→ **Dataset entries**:

╔══

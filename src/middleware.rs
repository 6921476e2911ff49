//! Per-request tracing span and request-id propagation

use std::time::Instant;

use axum::body::{to_bytes, Body};
use axum::http::header::{CONTENT_LENGTH, CONTENT_TYPE};
use axum::http::{HeaderMap, HeaderValue, Request};
use axum::middleware::Next;
use axum::response::Response;
use serde_json::Value;
use tracing::Instrument;

const REQUEST_ID_HEADER: &str = "x-request-id";
const REQUEST_ID_MAX_LEN: usize = 128;
const ERROR_BODY_LIMIT: usize = 64 * 1024;

/// Reuse a sane client-supplied id, otherwise mint one
pub(crate) fn request_id(headers: &HeaderMap) -> String {
  headers
    .get(REQUEST_ID_HEADER)
    .and_then(|v| v.to_str().ok())
    .map(str::trim)
    .filter(|v| !v.is_empty() && v.len() <= REQUEST_ID_MAX_LEN)
    .map(ToString::to_string)
    .unwrap_or_else(|| format!("req-{}", uuid::Uuid::new_v4().simple()))
}

pub(crate) async fn request_tracing_middleware(request: Request<Body>, next: Next) -> Response {
  let method = request.method().to_string();
  let route = request.uri().path().to_string();
  let request_id = request_id(request.headers());

  let span = tracing::info_span!(
    "http.request",
    request_id = %request_id,
    method = %method,
    route = %route,
  );

  let started = Instant::now();
  let response = next.run(request).instrument(span.clone()).await;
  let status = response.status();
  span.in_scope(|| {
    tracing::info!(
      status = status.as_u16(),
      latency_ms = started.elapsed().as_millis() as u64,
      "request completed"
    );
  });

  let mut response = if status.is_client_error() || status.is_server_error() {
    with_error_path(response, &route).await
  } else {
    response
  };

  if let Ok(value) = HeaderValue::from_str(&request_id) {
    response.headers_mut().insert(REQUEST_ID_HEADER, value);
  }
  response
}

/// Add the request path to JSON error bodies rendered by `AppError`
async fn with_error_path(response: Response, route: &str) -> Response {
  let is_json = response
    .headers()
    .get(CONTENT_TYPE)
    .and_then(|v| v.to_str().ok())
    .is_some_and(|v| v.starts_with("application/json"));
  if !is_json {
    return response;
  }

  let (mut parts, body) = response.into_parts();
  let bytes = match to_bytes(body, ERROR_BODY_LIMIT).await {
    Ok(bytes) => bytes,
    Err(e) => {
      tracing::warn!(error = %e, "Could not buffer error body");
      parts.headers.remove(CONTENT_LENGTH);
      return Response::from_parts(parts, Body::empty());
    }
  };

  let body = match serde_json::from_slice::<Value>(&bytes) {
    Ok(Value::Object(mut map)) if map.contains_key("error") && !map.contains_key("path") => {
      map.insert("path".to_string(), Value::String(route.to_string()));
      match serde_json::to_vec(&map) {
        Ok(encoded) => Body::from(encoded),
        Err(_) => Body::from(bytes),
      }
    }
    _ => Body::from(bytes),
  };

  parts.headers.remove(CONTENT_LENGTH);
  Response::from_parts(parts, body)
}
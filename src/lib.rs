pub mod auth;
pub mod cache;
pub mod config;
pub mod db;
pub mod error;
pub mod exercises;
mod middleware;
pub mod models;
pub mod notifications;
pub mod progress;
pub mod routes;
pub mod routines;
pub mod users;

#[cfg(test)]
mod test_utils;

use config::Config;
use error::{AppError, AppResult};
use tracing_subscriber::layer::SubscriberExt;
use tracing_subscriber::util::SubscriberInitExt;
use tracing_subscriber::EnvFilter;

/// Install the global subscriber. `RUST_LOG` wins over the `info` default.
pub fn init_tracing(log_json: bool) {
  let filter = EnvFilter::try_from_default_env().unwrap_or_else(|_| EnvFilter::new("info"));
  let registry = tracing_subscriber::registry().with(filter);
  if log_json {
    registry.with(tracing_subscriber::fmt::layer().json()).init();
  } else {
    registry.with(tracing_subscriber::fmt::layer()).init();
  }
}

/// Open the database, bind the listener and serve until SIGINT/SIGTERM
pub async fn run(config: Config) -> AppResult<()> {
  let pool = db::initialize_db(&config).await?;
  let bind_addr = config.bind_addr.clone();
  let state = db::AppState::new(pool.clone(), config);
  let app = routes::build_router(state);

  let listener = tokio::net::TcpListener::bind(&bind_addr)
    .await
    .map_err(|e| AppError::Internal(format!("Failed to bind {}: {}", bind_addr, e)))?;
  tracing::info!(addr = %bind_addr, "Server listening");

  axum::serve(listener, app)
    .with_graceful_shutdown(shutdown_signal())
    .await
    .map_err(|e| AppError::Internal(format!("Server error: {}", e)))?;

  pool.close().await;
  tracing::info!("Server stopped");
  Ok(())
}

async fn shutdown_signal() {
  let ctrl_c = async {
    if let Err(e) = tokio::signal::ctrl_c().await {
      tracing::warn!(error = %e, "Could not listen for Ctrl-C");
      std::future::pending::<()>().await;
    }
  };

  #[cfg(unix)]
  let terminate = async {
    use tokio::signal::unix::{signal, SignalKind};
    match signal(SignalKind::terminate()) {
      Ok(mut sigterm) => {
        sigterm.recv().await;
      }
      Err(e) => {
        tracing::warn!(error = %e, "Could not listen for SIGTERM");
        std::future::pending::<()>().await;
      }
    }
  };

  #[cfg(not(unix))]
  let terminate = std::future::pending::<()>();

  tokio::select! {
    _ = ctrl_c => {}
    _ = terminate => {}
  }
  tracing::info!("Shutdown signal received, draining connections");
}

╚══

Transcribe all the data word for word, as it appears above.

→ **Solution to this exercise**:
filename src/middleware.rs
repository 6921476e2911ff49
//! Per-request tracing span and request-id propagation

use std::time::Instant;

use axum::body::{to_bytes, Body};
use axum::http::header::{CONTENT_LENGTH, CONTENT_TYPE};
use axum::http::{HeaderMap, HeaderValue, Request};
use axum::middleware::Next;
use axum::response::Response;
use serde_json::Value;
use tracing::Instrument;

const REQUEST_ID_HEADER: &str = "x-request-id";
const REQUEST_ID_MAX_LEN: usize = 128;
const ERROR_BODY_LIMIT: usize = 64 * 1024;

/// Reuse a sane client-supplied id, otherwise mint one
pub(crate) fn request_id(headers: &HeaderMap) -> String {
  headers
    .get(REQUEST_ID_HEADER)
    .and_then(|v| v.to_str().ok())
    .map(str::trim)
    .filter(|v| !v.is_empty() && v.len() <= REQUEST_ID_MAX_LEN)
    .map(ToString::to_string)
    .unwrap_or_else(|| format!("req-{}", uuid::Uuid::new_v4().simple()))
}

pub(crate) async fn request_tracing_middleware(request: Request<Body>, next: Next) -> Response {
  let method = request.method().to_string();
  let route = request.uri().path().to_string();
  let request_id = request_id(request.headers());

  let span = tracing::info_span!(
    "http.request",
    request_id = %request_id,
    method = %method,
    route = %route,
  );

  let started = Instant::now();
  let response = next.run(request).instrument(span.clone()).await;
  let status = response.status();
  span.in_scope(|| {
    tracing::info!(
      status = status.as_u16(),
      latency_ms = started.elapsed().as_millis() as u64,
      "request completed"
    );
  });

  let mut response = if status.is_client_error() || status.is_server_error() {
    with_error_path(response, &route).await
  } else {
    response
  };

  if let Ok(value) = HeaderValue::from_str(&request_id) {
    response.headers_mut().insert(REQUEST_ID_HEADER, value);
  }
  response
}

/// Add the request path to JSON error bodies rendered by `AppError`
async fn with_error_path(response: Response, route: &str) -> Response {
  let is_json = response
    .headers()
    .get(CONTENT_TYPE)
    .and_then(|v| v.to_str().ok())
    .is_some_and(|v| v.starts_with("application/json"));
  if !is_json {
    return response;
  }

  let (mut parts, body) = response.into_parts();
  let bytes = match to_bytes(body, ERROR_BODY_LIMIT).await {
    Ok(bytes) => bytes,
    Err(e) => {
      tracing::warn!(error = %e, "Could not buffer error body");
      parts.headers.remove(CONTENT_LENGTH);
      return Response::from_parts(parts, Body::empty());
    }
  };

  let body = match serde_json::from_slice::<Value>(&bytes) {
    Ok(Value::Object(mut map)) if map.contains_key("error") && !map.contains_key("path") => {
      map.insert("path".to_string(), Value::String(route.to_string()));
      match serde_json::to_vec(&map) {
        Ok(encoded) => Body::from(encoded),
        Err(_) => Body::from(bytes),
      }
    }
    _ => Body::from(bytes),
  };

  parts.headers.remove(CONTENT_LENGTH);
  Response::from_parts(parts, body)
}
filename src/lib.rs
pub mod auth;
pub mod cache;
pub mod config;
pub mod db;
pub mod error;
pub mod exercises;
mod middleware;
pub mod models;
pub mod notifications;
pub mod progress;
pub mod routes;
pub mod routines;
pub mod users;

#[cfg(test)]
mod test_utils;

use config::Config;
use error::{AppError, AppResult};
use tracing_subscriber::layer::SubscriberExt;
use tracing_subscriber::util::SubscriberInitExt;
use tracing_subscriber::EnvFilter;

/// Install the global subscriber. `RUST_LOG` wins over the `info` default.
pub fn init_tracing(log_json: bool) {
  let filter = EnvFilter::try_from_default_env().unwrap_or_else(|_| EnvFilter::new("info"));
  let registry = tracing_subscriber::registry().with(filter);
  if log_json {
    registry.with(tracing_subscriber::fmt::layer().json()).init();
  } else {
    registry.with(tracing_subscriber::fmt::layer()).init();
  }
}

/// Open the database, bind the listener and serve until SIGINT/SIGTERM
pub async fn run(config: Config) -> AppResult<()> {
  let pool = db::initialize_db(&config).await?;
  let bind_addr = config.bind_addr.clone();
  let state = db::AppState::new(pool.clone(), config);
  let app = routes::build_router(state);

  let listener = tokio::net::TcpListener::bind(&bind_addr)
    .await
    .map_err(|e| AppError::Internal(format!("Failed to bind {}: {}", bind_addr, e)))?;
  tracing::info!(addr = %bind_addr, "Server listening");

  axum::serve(listener, app)
    .with_graceful_shutdown(shutdown_signal())
    .await
    .map_err(|e| AppError::Internal(format!("Server error: {}", e)))?;

  pool.close().await;
  tracing::info!("Server stopped");
  Ok(())
}

async fn shutdown_signal() {
  let ctrl_c = async {
    if let Err(e) = tokio::signal::ctrl_c().await {
      tracing::warn!(error = %e, "Could not listen for Ctrl-C");
      std::future::pending::<()>().await;
    }
  };

  #[cfg(unix)]
  let terminate = async {
    use tokio::signal::unix::{signal, SignalKind};
    match signal(SignalKind::terminate()) {
      Ok(mut sigterm) => {
        sigterm.recv().await;
      }
      Err(e) => {
        tracing::warn!(error = %e, "Could not listen for SIGTERM");
        std::future::pending::<()>().await;
      }
    }
  };

  #[cfg(not(unix))]
  let terminate = std::future::pending::<()>();

  tokio::select! {
    _ = ctrl_c => {}
    _ = terminate => {}
  }
  tracing::info!("Shutdown signal received, draining connections");
}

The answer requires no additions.